An hour later, I put a pan of 4 burritos into the oven for 20 minutes at 350. Twenty minutes later I start to smell the charred, smoky smell again. When I took out the burritos, I saw some of the cheese had blackened. Technically the dish still had another 10 minutes, but there was no way I was risking that.

I was confused. Neither recipe was a new recipe. I make beef stew every few months and hadn’t deviated. Same thing for the burritos. Plus, I’m a good cook. I’m no Food Network Star, but I can follow & tweak a recipe into something pretty good. I take pride in my cooking, so the oven trouble inexperienced was disconcerting. I chalked it up to chance and the weather. It had been an odd winter day with temperatures in the 70s and rain & severe storms. Maybe cooking on this day was like making fudge, in which the temperature and humidity mattered?

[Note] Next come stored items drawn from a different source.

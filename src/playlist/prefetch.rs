//! Background probe warm-up for a playlist view.
//!
//! Two passes: the first `prefetch_first_batch` items with a short pause
//! between submissions, then the rest with a longer pause, probing only items
//! that are selected and available. A shared stop flag is checked before
//! each item. Probes already running when the flag is set finish and are
//! cached.

use std::sync::atomic::{AtomicBool, Ordering};
use std::sync::{Arc, Mutex, PoisonError};
use std::time::Duration;

use serde::Serialize;
use tokio::sync::mpsc;
use tokio::task::JoinHandle;

use crate::config::EngineConfig;
use crate::logging::{ErrorCategory, log_info_simple, log_warning_simple};
use crate::probe::{ProbeEvent, ProbeRequest, ProbeService};

use super::{Playlist, ProbeState};

#[derive(Debug, Clone, Default, PartialEq, Eq, Serialize)]
#[serde(rename_all = "camelCase")]
pub struct PrefetchStats {
    pub submitted: usize,
    /// Answered from the cache and applied directly.
    pub cached: usize,
    /// Unavailable, already probed or failed, in flight, or not selected.
    pub skipped: usize,
    /// Dropped by a full queue; reset so a later pass retries them.
    pub rejected: usize,
    pub cancelled: bool,
}

#[derive(Debug, Clone, Copy, PartialEq, Eq)]
struct Pacing {
    first_batch: usize,
    first_delay: Duration,
    rest_delay: Duration,
}

impl Pacing {
    fn from_config(config: &EngineConfig) -> Self {
        Self {
            first_batch: config.prefetch_first_batch,
            first_delay: Duration::from_millis(config.prefetch_first_delay_ms),
            rest_delay: Duration::from_millis(config.prefetch_rest_delay_ms),
        }
    }
}

/// A running prefetch. Dropping the handle does not stop it; call
/// [`cancel`](Self::cancel).
pub struct PrefetchHandle {
    stop: Arc<AtomicBool>,
    join: JoinHandle<PrefetchStats>,
}

impl PrefetchHandle {
    pub fn cancel(&self) {
        self.stop.store(true, Ordering::SeqCst);
    }

    pub fn stop_flag(&self) -> Arc<AtomicBool> {
        Arc::clone(&self.stop)
    }

    pub fn is_finished(&self) -> bool {
        self.join.is_finished()
    }

    pub async fn join(self) -> PrefetchStats {
        match self.join.await {
            Ok(stats) => stats,
            Err(e) => {
                log_warning_simple(ErrorCategory::Playlist, &format!("Prefetch task ended abnormally: {}", e));
                PrefetchStats {
                    cancelled: true,
                    ..PrefetchStats::default()
                }
            }
        }
    }
}

/// Start warming up probes for `playlist`. Completion events go to `sink`;
/// the caller applies them with [`Playlist::apply_probe_event`].
pub fn spawn_prefetch(
    service: Arc<ProbeService>,
    playlist: Arc<Mutex<Playlist>>,
    sink: mpsc::UnboundedSender<ProbeEvent>,
    config: &EngineConfig,
) -> PrefetchHandle {
    let stop = Arc::new(AtomicBool::new(false));
    let pacing = Pacing::from_config(config);

    let join = tokio::spawn({
        let stop = Arc::clone(&stop);
        async move { run_prefetch(&service, &playlist, &sink, pacing, &stop).await }
    });

    PrefetchHandle { stop, join }
}

#[derive(Debug, Clone, Copy, PartialEq, Eq)]
enum Visit {
    Submitted,
    Cached,
    Skipped,
    Rejected,
}

async fn run_prefetch(
    service: &ProbeService,
    playlist: &Mutex<Playlist>,
    sink: &mpsc::UnboundedSender<ProbeEvent>,
    pacing: Pacing,
    stop: &AtomicBool,
) -> PrefetchStats {
    let mut stats = PrefetchStats::default();
    let total = lock(playlist).len();
    let first_batch = pacing.first_batch.min(total);

    let passes = [
        (0..first_batch, pacing.first_delay, false),
        (first_batch..total, pacing.rest_delay, true),
    ];

    'passes: for (range, delay, selected_only) in passes {
        for pos in range {
            if stop.load(Ordering::SeqCst) {
                stats.cancelled = true;
                break 'passes;
            }

            match visit(service, playlist, sink, pos, selected_only) {
                Visit::Submitted => {
                    stats.submitted += 1;
                    tokio::time::sleep(delay).await;
                }
                Visit::Cached => stats.cached += 1,
                Visit::Skipped => stats.skipped += 1,
                Visit::Rejected => stats.rejected += 1,
            }
        }
    }

    log_info_simple(
        ErrorCategory::Playlist,
        &format!(
            "Prefetch {}: {} submitted, {} cached, {} skipped, {} rejected",
            if stats.cancelled { "cancelled" } else { "finished" },
            stats.submitted,
            stats.cached,
            stats.skipped,
            stats.rejected
        ),
    );

    stats
}

// The playlist lock is held across the request so a completion event
// cannot be applied before the item is marked in flight.
fn visit(
    service: &ProbeService,
    playlist: &Mutex<Playlist>,
    sink: &mpsc::UnboundedSender<ProbeEvent>,
    pos: usize,
    selected_only: bool,
) -> Visit {
    let mut playlist = lock(playlist);
    let Some(item) = playlist.items().get(pos) else {
        return Visit::Skipped;
    };

    if !item.is_available()
        || (selected_only && !item.selected)
        || matches!(item.probe_state, ProbeState::Done | ProbeState::InFlight | ProbeState::Failed)
    {
        return Visit::Skipped;
    }

    let id = item.id.clone();
    let url = item.url.clone();

    match service.request(&id, &url, sink.clone()) {
        ProbeRequest::Cached(result) => {
            playlist.apply_probe_result(&id, &result, result.failed);
            Visit::Cached
        }
        ProbeRequest::Submitted => {
            playlist.set_probe_state(&id, ProbeState::InFlight);
            Visit::Submitted
        }
        ProbeRequest::AlreadyInFlight => {
            playlist.set_probe_state(&id, ProbeState::InFlight);
            Visit::Skipped
        }
        ProbeRequest::Rejected => {
            playlist.reset_probe(&id);
            Visit::Rejected
        }
    }
}

fn lock(playlist: &Mutex<Playlist>) -> std::sync::MutexGuard<'_, Playlist> {
    playlist.lock().unwrap_or_else(PoisonError::into_inner)
}
//! Engine configuration: defaults, JSON loading, env overrides and validation.

use std::path::PathBuf;

use serde::{Deserialize, Serialize};

use crate::error::{EngineError, Result};
use crate::logging::{ErrorCategory, log_warning_simple};

/// Default extractor program, resolved on `PATH`.
pub const DEFAULT_TOOL_PATH: &str = "yt-dlp";

/// Bounded probe queue capacity.
pub const DEFAULT_PROBE_QUEUE_CAPACITY: usize = 64;

pub const DEFAULT_PREFETCH_FIRST_BATCH: usize = 30;
pub const DEFAULT_PREFETCH_FIRST_DELAY_MS: u64 = 120;
pub const DEFAULT_PREFETCH_REST_DELAY_MS: u64 = 350;

pub const ENV_TOOL_PATH: &str = "GRABX_YTDLP_PATH";
pub const ENV_PROBE_WORKERS: &str = "GRABX_PROBE_WORKERS";
pub const ENV_LOG_DIR: &str = "GRABX_LOG_DIR";

/// Upper bound for a user-supplied worker count. Each worker owns one
/// extractor process at a time.
const MAX_PROBE_WORKERS: usize = 8;

/// Worker pool size: half the available cores, clamped to `1..=2`.
pub fn default_probe_workers() -> usize {
    let cores = std::thread::available_parallelism().map(|n| n.get()).unwrap_or(1);
    (cores / 2).clamp(1, 2)
}

fn default_tool_path() -> PathBuf {
    PathBuf::from(DEFAULT_TOOL_PATH)
}

fn default_probe_queue_capacity() -> usize {
    DEFAULT_PROBE_QUEUE_CAPACITY
}

fn default_prefetch_first_batch() -> usize {
    DEFAULT_PREFETCH_FIRST_BATCH
}

fn default_prefetch_first_delay_ms() -> u64 {
    DEFAULT_PREFETCH_FIRST_DELAY_MS
}

fn default_prefetch_rest_delay_ms() -> u64 {
    DEFAULT_PREFETCH_REST_DELAY_MS
}

#[derive(Debug, Clone, PartialEq, Eq, Serialize, Deserialize)]
#[serde(rename_all = "camelCase")]
pub struct EngineConfig {
    #[serde(default = "default_tool_path")]
    pub tool_path: PathBuf,
    #[serde(default = "default_probe_workers")]
    pub probe_workers: usize,
    #[serde(default = "default_probe_queue_capacity")]
    pub probe_queue_capacity: usize,
    #[serde(default = "default_prefetch_first_batch")]
    pub prefetch_first_batch: usize,
    #[serde(default = "default_prefetch_first_delay_ms")]
    pub prefetch_first_delay_ms: u64,
    #[serde(default = "default_prefetch_rest_delay_ms")]
    pub prefetch_rest_delay_ms: u64,
    #[serde(default)]
    pub log_dir: Option<PathBuf>,
}

impl Default for EngineConfig {
    fn default() -> Self {
        Self {
            tool_path: default_tool_path(),
            probe_workers: default_probe_workers(),
            probe_queue_capacity: DEFAULT_PROBE_QUEUE_CAPACITY,
            prefetch_first_batch: DEFAULT_PREFETCH_FIRST_BATCH,
            prefetch_first_delay_ms: DEFAULT_PREFETCH_FIRST_DELAY_MS,
            prefetch_rest_delay_ms: DEFAULT_PREFETCH_REST_DELAY_MS,
            log_dir: None,
        }
    }
}

impl EngineConfig {
    /// Parse a JSON document; missing fields take their defaults.
    pub fn from_json(json: &str) -> Result<Self> {
        let config: Self = serde_json::from_str(json)
            .map_err(|e| EngineError::invalid_config(format!("Invalid config JSON: {}", e)))
            .inspect_err(log_rejected)?;
        config.validate().inspect_err(log_rejected)?;
        Ok(config)
    }

    /// Apply `GRABX_*` environment overrides on top of the current values.
    pub fn apply_env(self) -> Result<Self> {
        self.apply_overrides(|key| std::env::var(key).ok()).inspect_err(log_rejected)
    }

    fn apply_overrides(mut self, lookup: impl Fn(&str) -> Option<String>) -> Result<Self> {
        if let Some(path) = lookup(ENV_TOOL_PATH).filter(|s| !s.trim().is_empty()) {
            self.tool_path = PathBuf::from(path.trim());
        }

        if let Some(workers) = lookup(ENV_PROBE_WORKERS) {
            self.probe_workers = workers
                .trim()
                .parse()
                .map_err(|_| EngineError::invalid_config(format!("Invalid {}: {}", ENV_PROBE_WORKERS, workers)))?;
        }

        if let Some(dir) = lookup(ENV_LOG_DIR).filter(|s| !s.trim().is_empty()) {
            self.log_dir = Some(PathBuf::from(dir.trim()));
        }

        self.validate()?;
        Ok(self)
    }

    pub fn validate(&self) -> Result<()> {
        if self.tool_path.as_os_str().is_empty() {
            return Err(EngineError::invalid_config("toolPath cannot be empty"));
        }

        if self.probe_workers == 0 || self.probe_workers > MAX_PROBE_WORKERS {
            return Err(EngineError::invalid_config(format!(
                "probeWorkers must be between 1 and {} (got {})",
                MAX_PROBE_WORKERS, self.probe_workers
            )));
        }

        if self.probe_queue_capacity == 0 {
            return Err(EngineError::invalid_config("probeQueueCapacity must be at least 1"));
        }

        Ok(())
    }
}

fn log_rejected(err: &EngineError) {
    log_warning_simple(ErrorCategory::Config, &format!("Configuration rejected: {}", err));
}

Tonight I turned on the oven to bake mini pizzas for Daniel’s lunch and the oven flashed “Failure!” That was odd. Jimmy reset it and we were able to finish the pizzas. A pan of rolls did not fare as well and soon, the oven had that familiar charred, smoky smell. And it was beeping “failure” messages again. Clearly, something was wrong with the oven. I felt vindicated because I now knew that it wasn’t my fault we had the cooking issues the night before. The bad news was that our oven was obviously on the fritz.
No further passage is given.